BEGIN ENTRIES SHOWN

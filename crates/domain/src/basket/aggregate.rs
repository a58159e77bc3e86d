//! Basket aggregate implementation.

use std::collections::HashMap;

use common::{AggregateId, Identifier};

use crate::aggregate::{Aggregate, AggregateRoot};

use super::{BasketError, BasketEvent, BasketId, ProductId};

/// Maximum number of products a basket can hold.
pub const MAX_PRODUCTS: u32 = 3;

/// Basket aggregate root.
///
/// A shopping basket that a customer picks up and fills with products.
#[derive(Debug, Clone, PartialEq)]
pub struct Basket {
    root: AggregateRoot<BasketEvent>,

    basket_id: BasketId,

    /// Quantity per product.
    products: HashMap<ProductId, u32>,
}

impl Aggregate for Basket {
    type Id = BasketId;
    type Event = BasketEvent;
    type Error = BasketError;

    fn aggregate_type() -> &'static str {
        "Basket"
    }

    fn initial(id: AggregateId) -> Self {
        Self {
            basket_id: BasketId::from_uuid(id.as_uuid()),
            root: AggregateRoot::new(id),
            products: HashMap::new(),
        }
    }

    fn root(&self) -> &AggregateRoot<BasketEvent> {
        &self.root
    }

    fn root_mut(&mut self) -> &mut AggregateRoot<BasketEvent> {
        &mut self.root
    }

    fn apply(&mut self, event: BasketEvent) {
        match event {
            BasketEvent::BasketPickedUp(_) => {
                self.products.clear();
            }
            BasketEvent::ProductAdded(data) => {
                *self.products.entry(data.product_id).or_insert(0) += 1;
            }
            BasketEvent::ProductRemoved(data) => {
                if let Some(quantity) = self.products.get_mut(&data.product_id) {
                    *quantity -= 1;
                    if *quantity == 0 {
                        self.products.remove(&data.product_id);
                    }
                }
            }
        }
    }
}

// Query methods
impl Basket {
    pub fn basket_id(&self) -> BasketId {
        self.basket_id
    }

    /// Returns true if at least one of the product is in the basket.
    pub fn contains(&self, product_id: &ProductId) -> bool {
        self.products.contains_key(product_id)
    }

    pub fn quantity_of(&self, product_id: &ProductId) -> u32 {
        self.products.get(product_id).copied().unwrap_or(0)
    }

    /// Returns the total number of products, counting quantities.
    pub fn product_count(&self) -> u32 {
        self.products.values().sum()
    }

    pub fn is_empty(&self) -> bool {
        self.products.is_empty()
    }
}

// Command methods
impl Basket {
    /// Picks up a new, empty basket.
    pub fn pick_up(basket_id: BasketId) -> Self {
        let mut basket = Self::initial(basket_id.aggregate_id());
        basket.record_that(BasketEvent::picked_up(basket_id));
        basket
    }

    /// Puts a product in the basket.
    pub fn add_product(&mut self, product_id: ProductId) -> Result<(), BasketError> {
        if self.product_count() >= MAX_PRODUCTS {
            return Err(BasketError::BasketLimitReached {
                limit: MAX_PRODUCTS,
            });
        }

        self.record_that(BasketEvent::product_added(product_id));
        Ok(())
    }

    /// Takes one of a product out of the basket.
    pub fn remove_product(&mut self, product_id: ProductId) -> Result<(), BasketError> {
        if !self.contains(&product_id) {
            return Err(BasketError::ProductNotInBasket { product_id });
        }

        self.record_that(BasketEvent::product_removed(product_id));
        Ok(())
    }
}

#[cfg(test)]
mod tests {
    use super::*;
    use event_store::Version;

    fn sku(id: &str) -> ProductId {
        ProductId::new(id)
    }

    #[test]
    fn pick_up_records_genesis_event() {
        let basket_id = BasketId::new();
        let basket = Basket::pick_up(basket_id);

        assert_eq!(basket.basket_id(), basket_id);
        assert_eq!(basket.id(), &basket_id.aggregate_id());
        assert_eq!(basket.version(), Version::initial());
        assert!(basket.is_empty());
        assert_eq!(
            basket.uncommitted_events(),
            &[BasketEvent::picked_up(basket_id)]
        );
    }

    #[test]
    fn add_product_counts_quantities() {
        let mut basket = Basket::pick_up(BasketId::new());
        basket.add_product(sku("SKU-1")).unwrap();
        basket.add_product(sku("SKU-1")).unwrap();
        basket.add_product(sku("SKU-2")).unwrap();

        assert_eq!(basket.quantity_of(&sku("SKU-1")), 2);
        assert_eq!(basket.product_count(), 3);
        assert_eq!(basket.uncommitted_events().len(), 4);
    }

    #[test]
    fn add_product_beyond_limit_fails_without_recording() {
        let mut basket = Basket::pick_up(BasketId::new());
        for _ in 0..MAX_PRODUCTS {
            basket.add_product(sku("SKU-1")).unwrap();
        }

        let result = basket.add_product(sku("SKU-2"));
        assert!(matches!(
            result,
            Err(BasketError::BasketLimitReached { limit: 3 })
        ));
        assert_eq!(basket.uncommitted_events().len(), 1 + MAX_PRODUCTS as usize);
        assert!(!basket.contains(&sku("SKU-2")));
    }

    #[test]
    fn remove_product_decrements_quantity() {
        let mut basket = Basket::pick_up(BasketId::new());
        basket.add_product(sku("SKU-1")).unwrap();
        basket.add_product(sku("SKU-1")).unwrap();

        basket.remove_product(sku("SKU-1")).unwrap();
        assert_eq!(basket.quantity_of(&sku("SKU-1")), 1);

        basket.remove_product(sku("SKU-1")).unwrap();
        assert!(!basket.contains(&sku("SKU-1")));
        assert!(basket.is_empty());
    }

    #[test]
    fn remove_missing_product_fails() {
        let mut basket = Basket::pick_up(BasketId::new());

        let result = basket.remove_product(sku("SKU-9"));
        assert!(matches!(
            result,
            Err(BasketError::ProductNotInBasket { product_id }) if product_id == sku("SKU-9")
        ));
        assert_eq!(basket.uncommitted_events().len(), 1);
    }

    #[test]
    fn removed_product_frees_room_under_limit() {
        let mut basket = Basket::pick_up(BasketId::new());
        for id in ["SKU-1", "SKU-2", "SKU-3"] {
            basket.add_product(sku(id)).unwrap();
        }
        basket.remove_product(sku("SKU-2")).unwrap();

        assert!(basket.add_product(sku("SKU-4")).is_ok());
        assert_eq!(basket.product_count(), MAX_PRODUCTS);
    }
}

END ENTRIES SHOWN

- [WHAT YOU NEED TO DO] For the string "AggregateId", search the preceding data and copy every line that includes it.

- [ANSWER TO THE PROBLEM]
use common::{AggregateId, Identifier};
    fn initial(id: AggregateId) -> Self {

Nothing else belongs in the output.